**Required work:** Could you write the entries out again, exactly as they appear?

================

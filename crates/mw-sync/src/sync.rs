//! The synchronizer: one dispatcher for every decoded peer message.

use crate::{Blockchain, ChainError, Mempool};
use async_trait::async_trait;
use mw_consensus::Difficulty;
use mw_network::{Message, MessageHandler, NetworkResult, Peer, PeersPool, Ping};
use parking_lot::{Mutex, RwLock};
use std::sync::Arc;
use tracing::{debug, info, warn};

/// Synchronizes the blockchain and mempool through the peers pool.
pub struct Syncer<C: Blockchain, M: Mempool> {
    chain: Arc<RwLock<C>>,
    mempool: Arc<Mutex<M>>,
    pool: Arc<PeersPool>,
}

impl<C, M> Syncer<C, M>
where
    C: Blockchain + 'static,
    M: Mempool + 'static,
{
    /// Create a synchronizer over the given facades.
    pub fn new(chain: Arc<RwLock<C>>, mempool: Arc<Mutex<M>>, pool: Arc<PeersPool>) -> Arc<Self> {
        Arc::new(Self {
            chain,
            mempool,
            pool,
        })
    }

    /// The peers pool this synchronizer drives.
    pub fn pool(&self) -> &Arc<PeersPool> {
        &self.pool
    }

    /// Ask every connected peer that claims more work than us for the
    /// headers following our tip.
    pub async fn request_headers(&self) {
        let (our_difficulty, locator) = {
            let chain = self.chain.read();
            (chain.total_difficulty(), chain.locator())
        };

        for (addr, entry) in self.pool.connected_entries() {
            let (ahead, peer) = {
                let peer_info = entry.lock();
                (peer_info.total_difficulty > our_difficulty, peer_info.peer.clone())
            };
            let Some(peer) = peer else { continue };

            if ahead {
                debug!(peer = %addr, "requesting headers");
                peer.send_header_request(locator.clone()).await;
            }
        }
    }

    fn update_peer_state(&self, addr: &str, total_difficulty: Difficulty, height: u64) {
        if let Some(entry) = self.pool.peer_info(addr) {
            let mut peer_info = entry.lock();
            peer_info.total_difficulty = total_difficulty;
            peer_info.height = height;
        }
    }

    /// Dispatch one message from `peer`.
    pub async fn process_message(&self, peer: Arc<Peer>, message: Message) {
        let addr = peer.addr().to_string();

        match message {
            Message::Ping(ping) => {
                self.update_peer_state(&addr, ping.total_difficulty, ping.height);

                // Both values under one read lock so the pair is coherent.
                let (total_difficulty, height) = {
                    let chain = self.chain.read();
                    (chain.total_difficulty(), chain.height())
                };
                peer.send(Message::Pong(Ping {
                    total_difficulty,
                    height,
                }))
                .await;
            }

            Message::Pong(pong) => {
                self.update_peer_state(&addr, pong.total_difficulty, pong.height);
            }

            Message::GetPeerAddrs(capabilities) => {
                let addrs = self.pool.peers(capabilities);
                debug!(peer = %addr, count = addrs.len(), "answering peer request");
                peer.send(Message::PeerAddrs(addrs)).await;
            }

            Message::PeerAddrs(addrs) => {
                info!(peer = %addr, count = addrs.len(), "received peer addresses");
                for peer_addr in addrs {
                    self.pool.add(&peer_addr.to_string());
                }
            }

            Message::GetHeaders(locator) => {
                let headers = self.chain.read().block_headers(&locator);
                peer.send(Message::Headers(headers)).await;
            }

            Message::Headers(headers) => {
                if let Err(e) = self.chain.write().process_headers(&headers) {
                    warn!(peer = %addr, error = %e, "bad header batch, banning peer");
                    self.pool.ban(&addr);
                }
            }

            Message::Header(header) => {
                // A failing single header is logged but not banned for.
                let height = header.height;
                if let Err(e) = self.chain.write().process_headers(std::slice::from_ref(&header))
                {
                    info!(peer = %addr, height, error = %e, "failed to process header");
                }
            }

            Message::GetBlock(hash) => {
                // No reply when the block is unknown.
                let block = self.chain.read().block(&hash);
                if let Some(block) = block {
                    peer.send(Message::Block(block)).await;
                }
            }

            Message::Block(block) => {
                match self.chain.write().process_block(&block) {
                    Ok(()) => {}
                    Err(ChainError::State(e)) => {
                        debug!(peer = %addr, height = block.header.height, reason = %e, "block not applied");
                    }
                    Err(ChainError::Consensus(e)) => {
                        warn!(peer = %addr, error = %e, "bad block, banning peer");
                        self.pool.ban(&addr);
                        return;
                    }
                }

                // The sender has at least this block's chain.
                if let Some(entry) = self.pool.peer_info(&addr) {
                    let mut peer_info = entry.lock();
                    if peer_info.total_difficulty < block.header.total_difficulty
                        || peer_info.height < block.header.height
                    {
                        peer_info.total_difficulty = block.header.total_difficulty;
                        peer_info.height = block.header.height;
                    }
                }

                // A block at our tip is news worth spreading.
                if block.header.height == self.chain.read().height() {
                    self.pool.propagate_block(&block);
                }
            }

            Message::Transaction(tx) | Message::StemTransaction(tx) => {
                match self.mempool.lock().process_tx(tx) {
                    Ok(()) => {}
                    Err(ChainError::State(e)) => {
                        debug!(peer = %addr, reason = %e, "transaction not admitted");
                    }
                    Err(ChainError::Consensus(e)) => {
                        warn!(peer = %addr, error = %e, "bad transaction, banning peer");
                        self.pool.ban(&addr);
                    }
                }
            }

            Message::Error(e) => {
                warn!(peer = %addr, code = e.code, message = %e.message, "peer reported error");
            }

            other => {
                debug!(peer = %addr, msg = ?other.msg_type(), "ignoring message");
            }
        }
    }
}

#[async_trait]
impl<C, M> MessageHandler for Syncer<C, M>
where
    C: Blockchain + 'static,
    M: Mempool + 'static,
{
    async fn handle(&self, peer: Arc<Peer>, msg: Message) -> NetworkResult<()> {
        self.process_message(peer, msg).await;
        Ok(())
    }
}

================

**Final answer:**
filename crates/mw-sync/src/sync.rs
//! The synchronizer: one dispatcher for every decoded peer message.

use crate::{Blockchain, ChainError, Mempool};
use async_trait::async_trait;
use mw_consensus::Difficulty;
use mw_network::{Message, MessageHandler, NetworkResult, Peer, PeersPool, Ping};
use parking_lot::{Mutex, RwLock};
use std::sync::Arc;
use tracing::{debug, info, warn};

/// Synchronizes the blockchain and mempool through the peers pool.
pub struct Syncer<C: Blockchain, M: Mempool> {
    chain: Arc<RwLock<C>>,
    mempool: Arc<Mutex<M>>,
    pool: Arc<PeersPool>,
}

impl<C, M> Syncer<C, M>
where
    C: Blockchain + 'static,
    M: Mempool + 'static,
{
    /// Create a synchronizer over the given facades.
    pub fn new(chain: Arc<RwLock<C>>, mempool: Arc<Mutex<M>>, pool: Arc<PeersPool>) -> Arc<Self> {
        Arc::new(Self {
            chain,
            mempool,
            pool,
        })
    }

    /// The peers pool this synchronizer drives.
    pub fn pool(&self) -> &Arc<PeersPool> {
        &self.pool
    }

    /// Ask every connected peer that claims more work than us for the
    /// headers following our tip.
    pub async fn request_headers(&self) {
        let (our_difficulty, locator) = {
            let chain = self.chain.read();
            (chain.total_difficulty(), chain.locator())
        };

        for (addr, entry) in self.pool.connected_entries() {
            let (ahead, peer) = {
                let peer_info = entry.lock();
                (peer_info.total_difficulty > our_difficulty, peer_info.peer.clone())
            };
            let Some(peer) = peer else { continue };

            if ahead {
                debug!(peer = %addr, "requesting headers");
                peer.send_header_request(locator.clone()).await;
            }
        }
    }

    fn update_peer_state(&self, addr: &str, total_difficulty: Difficulty, height: u64) {
        if let Some(entry) = self.pool.peer_info(addr) {
            let mut peer_info = entry.lock();
            peer_info.total_difficulty = total_difficulty;
            peer_info.height = height;
        }
    }

    /// Dispatch one message from `peer`.
    pub async fn process_message(&self, peer: Arc<Peer>, message: Message) {
        let addr = peer.addr().to_string();

        match message {
            Message::Ping(ping) => {
                self.update_peer_state(&addr, ping.total_difficulty, ping.height);

                // Both values under one read lock so the pair is coherent.
                let (total_difficulty, height) = {
                    let chain = self.chain.read();
                    (chain.total_difficulty(), chain.height())
                };
                peer.send(Message::Pong(Ping {
                    total_difficulty,
                    height,
                }))
                .await;
            }

            Message::Pong(pong) => {
                self.update_peer_state(&addr, pong.total_difficulty, pong.height);
            }

            Message::GetPeerAddrs(capabilities) => {
                let addrs = self.pool.peers(capabilities);
                debug!(peer = %addr, count = addrs.len(), "answering peer request");
                peer.send(Message::PeerAddrs(addrs)).await;
            }

            Message::PeerAddrs(addrs) => {
                info!(peer = %addr, count = addrs.len(), "received peer addresses");
                for peer_addr in addrs {
                    self.pool.add(&peer_addr.to_string());
                }
            }

            Message::GetHeaders(locator) => {
                let headers = self.chain.read().block_headers(&locator);
                peer.send(Message::Headers(headers)).await;
            }

            Message::Headers(headers) => {
                if let Err(e) = self.chain.write().process_headers(&headers) {
                    warn!(peer = %addr, error = %e, "bad header batch, banning peer");
                    self.pool.ban(&addr);
                }
            }

            Message::Header(header) => {
                // A failing single header is logged but not banned for.
                let height = header.height;
                if let Err(e) = self.chain.write().process_headers(std::slice::from_ref(&header))
                {
                    info!(peer = %addr, height, error = %e, "failed to process header");
                }
            }

            Message::GetBlock(hash) => {
                // No reply when the block is unknown.
                let block = self.chain.read().block(&hash);
                if let Some(block) = block {
                    peer.send(Message::Block(block)).await;
                }
            }

            Message::Block(block) => {
                match self.chain.write().process_block(&block) {
                    Ok(()) => {}
                    Err(ChainError::State(e)) => {
                        debug!(peer = %addr, height = block.header.height, reason = %e, "block not applied");
                    }
                    Err(ChainError::Consensus(e)) => {
                        warn!(peer = %addr, error = %e, "bad block, banning peer");
                        self.pool.ban(&addr);
                        return;
                    }
                }

                // The sender has at least this block's chain.
                if let Some(entry) = self.pool.peer_info(&addr) {
                    let mut peer_info = entry.lock();
                    if peer_info.total_difficulty < block.header.total_difficulty
                        || peer_info.height < block.header.height
                    {
                        peer_info.total_difficulty = block.header.total_difficulty;
                        peer_info.height = block.header.height;
                    }
                }

                // A block at our tip is news worth spreading.
                if block.header.height == self.chain.read().height() {
                    self.pool.propagate_block(&block);
                }
            }

            Message::Transaction(tx) | Message::StemTransaction(tx) => {
                match self.mempool.lock().process_tx(tx) {
                    Ok(()) => {}
                    Err(ChainError::State(e)) => {
                        debug!(peer = %addr, reason = %e, "transaction not admitted");
                    }
                    Err(ChainError::Consensus(e)) => {
                        warn!(peer = %addr, error = %e, "bad transaction, banning peer");
                        self.pool.ban(&addr);
                    }
                }
            }

            Message::Error(e) => {
                warn!(peer = %addr, code = e.code, message = %e.message, "peer reported error");
            }

            other => {
                debug!(peer = %addr, msg = ?other.msg_type(), "ignoring message");
            }
        }
    }
}

#[async_trait]
impl<C, M> MessageHandler for Syncer<C, M>
where
    C: Blockchain + 'static,
    M: Mempool + 'static,
{
    async fn handle(&self, peer: Arc<Peer>, msg: Message) -> NetworkResult<()> {
        self.process_message(peer, msg).await;
        Ok(())
    }
}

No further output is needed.